= Beginning of Section =

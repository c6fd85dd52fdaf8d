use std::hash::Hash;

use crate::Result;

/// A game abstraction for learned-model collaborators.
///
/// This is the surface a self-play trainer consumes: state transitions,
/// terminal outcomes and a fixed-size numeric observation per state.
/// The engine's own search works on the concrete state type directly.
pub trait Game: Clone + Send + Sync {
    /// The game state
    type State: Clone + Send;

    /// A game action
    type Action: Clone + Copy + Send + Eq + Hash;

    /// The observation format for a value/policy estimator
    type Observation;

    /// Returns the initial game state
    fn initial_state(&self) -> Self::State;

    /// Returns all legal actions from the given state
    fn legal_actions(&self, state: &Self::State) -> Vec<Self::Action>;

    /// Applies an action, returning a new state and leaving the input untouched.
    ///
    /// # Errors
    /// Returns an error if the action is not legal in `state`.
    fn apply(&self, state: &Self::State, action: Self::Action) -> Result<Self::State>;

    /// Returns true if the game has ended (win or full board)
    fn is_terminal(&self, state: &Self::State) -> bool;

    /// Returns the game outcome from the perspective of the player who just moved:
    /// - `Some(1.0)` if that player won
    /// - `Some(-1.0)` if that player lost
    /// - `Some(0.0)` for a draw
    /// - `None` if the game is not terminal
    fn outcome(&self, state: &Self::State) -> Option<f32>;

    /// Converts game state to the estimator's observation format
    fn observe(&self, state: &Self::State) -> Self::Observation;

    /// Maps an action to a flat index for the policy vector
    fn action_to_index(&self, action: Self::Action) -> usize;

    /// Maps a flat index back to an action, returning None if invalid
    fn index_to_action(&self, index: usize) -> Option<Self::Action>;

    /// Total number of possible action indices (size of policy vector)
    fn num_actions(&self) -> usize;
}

= End of Section =
= Beginning of Section =

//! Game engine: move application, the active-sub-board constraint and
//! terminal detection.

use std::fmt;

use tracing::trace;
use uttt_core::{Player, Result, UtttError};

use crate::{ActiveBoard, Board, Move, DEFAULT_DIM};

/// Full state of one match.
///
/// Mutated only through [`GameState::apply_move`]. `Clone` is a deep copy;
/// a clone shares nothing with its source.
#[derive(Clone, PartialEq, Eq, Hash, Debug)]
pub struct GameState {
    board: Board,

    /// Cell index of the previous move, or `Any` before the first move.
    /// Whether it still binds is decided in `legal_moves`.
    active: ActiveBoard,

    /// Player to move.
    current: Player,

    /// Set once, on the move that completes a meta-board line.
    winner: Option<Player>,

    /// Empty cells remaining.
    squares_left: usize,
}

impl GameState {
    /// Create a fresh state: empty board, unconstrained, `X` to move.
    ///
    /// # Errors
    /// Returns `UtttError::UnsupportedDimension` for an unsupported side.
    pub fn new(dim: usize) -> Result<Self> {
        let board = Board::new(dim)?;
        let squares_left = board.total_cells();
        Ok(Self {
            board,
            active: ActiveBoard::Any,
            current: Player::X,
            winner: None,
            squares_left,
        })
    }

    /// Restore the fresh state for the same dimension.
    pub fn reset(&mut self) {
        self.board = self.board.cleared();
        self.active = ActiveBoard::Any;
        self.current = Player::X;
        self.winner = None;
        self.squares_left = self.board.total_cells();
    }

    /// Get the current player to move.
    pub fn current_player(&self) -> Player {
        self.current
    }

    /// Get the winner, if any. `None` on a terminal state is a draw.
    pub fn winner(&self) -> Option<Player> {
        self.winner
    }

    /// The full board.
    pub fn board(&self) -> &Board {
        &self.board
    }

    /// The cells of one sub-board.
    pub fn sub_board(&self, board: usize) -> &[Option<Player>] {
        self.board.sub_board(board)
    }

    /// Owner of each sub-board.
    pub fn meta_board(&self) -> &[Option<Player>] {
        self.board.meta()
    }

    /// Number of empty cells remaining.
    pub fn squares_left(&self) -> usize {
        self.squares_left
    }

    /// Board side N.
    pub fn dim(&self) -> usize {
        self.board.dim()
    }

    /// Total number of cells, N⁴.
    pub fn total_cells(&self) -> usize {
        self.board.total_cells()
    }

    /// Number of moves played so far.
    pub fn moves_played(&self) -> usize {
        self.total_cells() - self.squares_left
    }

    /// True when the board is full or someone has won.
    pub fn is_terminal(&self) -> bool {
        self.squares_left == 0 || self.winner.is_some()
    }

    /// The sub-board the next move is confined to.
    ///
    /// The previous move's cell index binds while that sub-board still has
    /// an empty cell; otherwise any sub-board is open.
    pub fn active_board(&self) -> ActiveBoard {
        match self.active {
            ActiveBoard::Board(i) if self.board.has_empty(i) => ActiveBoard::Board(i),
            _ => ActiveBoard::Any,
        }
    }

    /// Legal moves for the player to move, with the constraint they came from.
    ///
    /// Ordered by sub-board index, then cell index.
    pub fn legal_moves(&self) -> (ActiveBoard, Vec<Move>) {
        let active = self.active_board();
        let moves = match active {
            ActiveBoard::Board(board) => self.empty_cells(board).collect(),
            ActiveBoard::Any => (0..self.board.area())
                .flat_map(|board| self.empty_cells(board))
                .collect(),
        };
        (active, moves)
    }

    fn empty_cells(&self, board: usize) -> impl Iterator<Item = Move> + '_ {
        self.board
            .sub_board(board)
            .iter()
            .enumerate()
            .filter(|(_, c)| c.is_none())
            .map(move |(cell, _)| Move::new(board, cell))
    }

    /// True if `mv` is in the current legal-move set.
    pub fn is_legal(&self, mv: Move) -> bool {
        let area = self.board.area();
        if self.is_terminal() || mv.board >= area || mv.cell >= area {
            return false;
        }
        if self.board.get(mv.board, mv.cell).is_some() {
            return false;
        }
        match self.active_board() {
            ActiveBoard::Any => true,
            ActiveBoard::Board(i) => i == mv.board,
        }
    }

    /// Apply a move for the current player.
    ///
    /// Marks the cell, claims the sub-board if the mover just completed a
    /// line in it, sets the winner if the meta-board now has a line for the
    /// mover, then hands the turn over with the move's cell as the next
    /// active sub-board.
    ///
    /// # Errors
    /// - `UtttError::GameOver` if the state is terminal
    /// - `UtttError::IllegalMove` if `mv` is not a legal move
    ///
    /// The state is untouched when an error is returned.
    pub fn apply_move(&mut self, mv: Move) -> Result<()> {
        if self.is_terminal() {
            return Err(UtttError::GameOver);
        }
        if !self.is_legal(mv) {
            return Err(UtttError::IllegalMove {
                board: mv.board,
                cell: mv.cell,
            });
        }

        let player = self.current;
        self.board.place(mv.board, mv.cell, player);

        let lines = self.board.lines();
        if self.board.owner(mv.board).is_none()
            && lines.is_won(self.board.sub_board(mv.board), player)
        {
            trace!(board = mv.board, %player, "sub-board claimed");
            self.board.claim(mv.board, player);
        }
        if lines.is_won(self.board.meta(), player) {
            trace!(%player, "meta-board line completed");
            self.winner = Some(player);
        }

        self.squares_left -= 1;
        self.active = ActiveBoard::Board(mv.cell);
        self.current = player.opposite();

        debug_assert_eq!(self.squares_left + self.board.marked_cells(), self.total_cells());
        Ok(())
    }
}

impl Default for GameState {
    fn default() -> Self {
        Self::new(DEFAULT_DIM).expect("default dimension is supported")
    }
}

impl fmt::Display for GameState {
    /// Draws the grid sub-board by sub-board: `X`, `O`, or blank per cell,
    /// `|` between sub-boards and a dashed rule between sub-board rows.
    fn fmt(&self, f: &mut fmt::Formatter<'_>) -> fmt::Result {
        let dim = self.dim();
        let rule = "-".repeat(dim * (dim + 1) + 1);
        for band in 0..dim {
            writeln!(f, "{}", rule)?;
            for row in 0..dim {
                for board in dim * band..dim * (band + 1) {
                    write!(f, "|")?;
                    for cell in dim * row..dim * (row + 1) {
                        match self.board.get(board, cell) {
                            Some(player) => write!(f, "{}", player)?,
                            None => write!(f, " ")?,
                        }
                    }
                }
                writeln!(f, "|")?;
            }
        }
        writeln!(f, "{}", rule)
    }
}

= End of Section =

*Activity:*
Pull every line with "binds" from the records.

*Answer for this exercise:*
    /// Whether it still binds is decided in `legal_moves`.
    /// The previous move's cell index binds while that sub-board still has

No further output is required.